### Input data
/*
 *  Copyright 2025-2026 Colliery Software
 *
 *  Licensed under the Apache License, Version 2.0 (the "License");
 *  you may not use this file except in compliance with the License.
 *  You may obtain a copy of the License at
 *
 *      http://www.apache.org/licenses/LICENSE-2.0
 *
 *  Unless required by applicable law or agreed to in writing, software
 *  distributed under the License is distributed on an "AS IS" BASIS,
 *  WITHOUT WARRANTIES OR CONDITIONS OF ANY KIND, either express or implied.
 *  See the License for the specific language governing permissions and
 *  limitations under the License.
 */

//! Axum router and shared handler state.

pub mod error;
mod handlers;
pub mod wire;
mod ws;

use axum::http::{header, request, HeaderValue, Method};
use axum::routing::{get, post};
use axum::Router;
use ferry::RelayEngine;
use std::sync::atomic::{AtomicU64, Ordering};
use std::sync::Arc;
use tower::ServiceBuilder;
use tower_http::cors::{AllowOrigin, CorsLayer};
use tower_http::limit::RequestBodyLimitLayer;
use tower_http::trace::TraceLayer;

use crate::allow_list::OriginAllowList;

pub use error::ApiError;

/// Request bodies larger than this are rejected before reaching a handler.
pub const MAX_BODY_BYTES: usize = 1024 * 1024;

/// State shared by every handler.
#[derive(Clone)]
pub struct AppState {
    pub engine: RelayEngine,
    pub origins: OriginAllowList,
    connections: Arc<AtomicU64>,
}

impl AppState {
    pub fn new(engine: RelayEngine, origins: OriginAllowList) -> Self {
        Self {
            engine,
            origins,
            connections: Arc::new(AtomicU64::new(0)),
        }
    }

    pub(crate) fn next_connection_id(&self) -> u64 {
        self.connections.fetch_add(1, Ordering::Relaxed) + 1
    }
}

/// Builds the full application router.
pub fn router(state: AppState) -> Router {
    let cors = cors_layer(state.origins.clone());

    Router::new()
        .route("/health", get(handlers::health))
        .route("/ws", get(ws::ws_handler))
        .route("/api/request", post(handlers::create_request))
        .route(
            "/api/request/{category}/{request_id}",
            get(handlers::get_request),
        )
        .route(
            "/api/request/{category}/{request_id}/claim",
            post(handlers::claim_request),
        )
        .route(
            "/api/request/{category}/{request_id}/complete",
            post(handlers::complete_request),
        )
        .route(
            "/api/request-result/{category}/{request_id}",
            get(handlers::get_request_result),
        )
        .route("/api/pending-requests", get(handlers::list_pending))
        .route("/api/response", post(handlers::receive_response))
        .layer(
            ServiceBuilder::new()
                .layer(TraceLayer::new_for_http())
                .layer(cors)
                .map_response(|res: axum::response::Response<_>| res.map(axum::body::Body::new))
                .layer(RequestBodyLimitLayer::new(MAX_BODY_BYTES)),
        )
        .with_state(state)
}

fn cors_layer(origins: OriginAllowList) -> CorsLayer {
    CorsLayer::new()
        .allow_origin(AllowOrigin::predicate(
            move |origin: &HeaderValue, _request: &request::Parts| {
                origin
                    .to_str()
                    .map(|origin| origins.allows(origin))
                    .unwrap_or(false)
            },
        ))
        .allow_methods([Method::GET, Method::POST, Method::OPTIONS])
        .allow_headers([header::CONTENT_TYPE])
}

### Prompt
All lines above containing the string "ServiceBuilder" are to be collected.

### Exercise output
use tower::ServiceBuilder;
            ServiceBuilder::new()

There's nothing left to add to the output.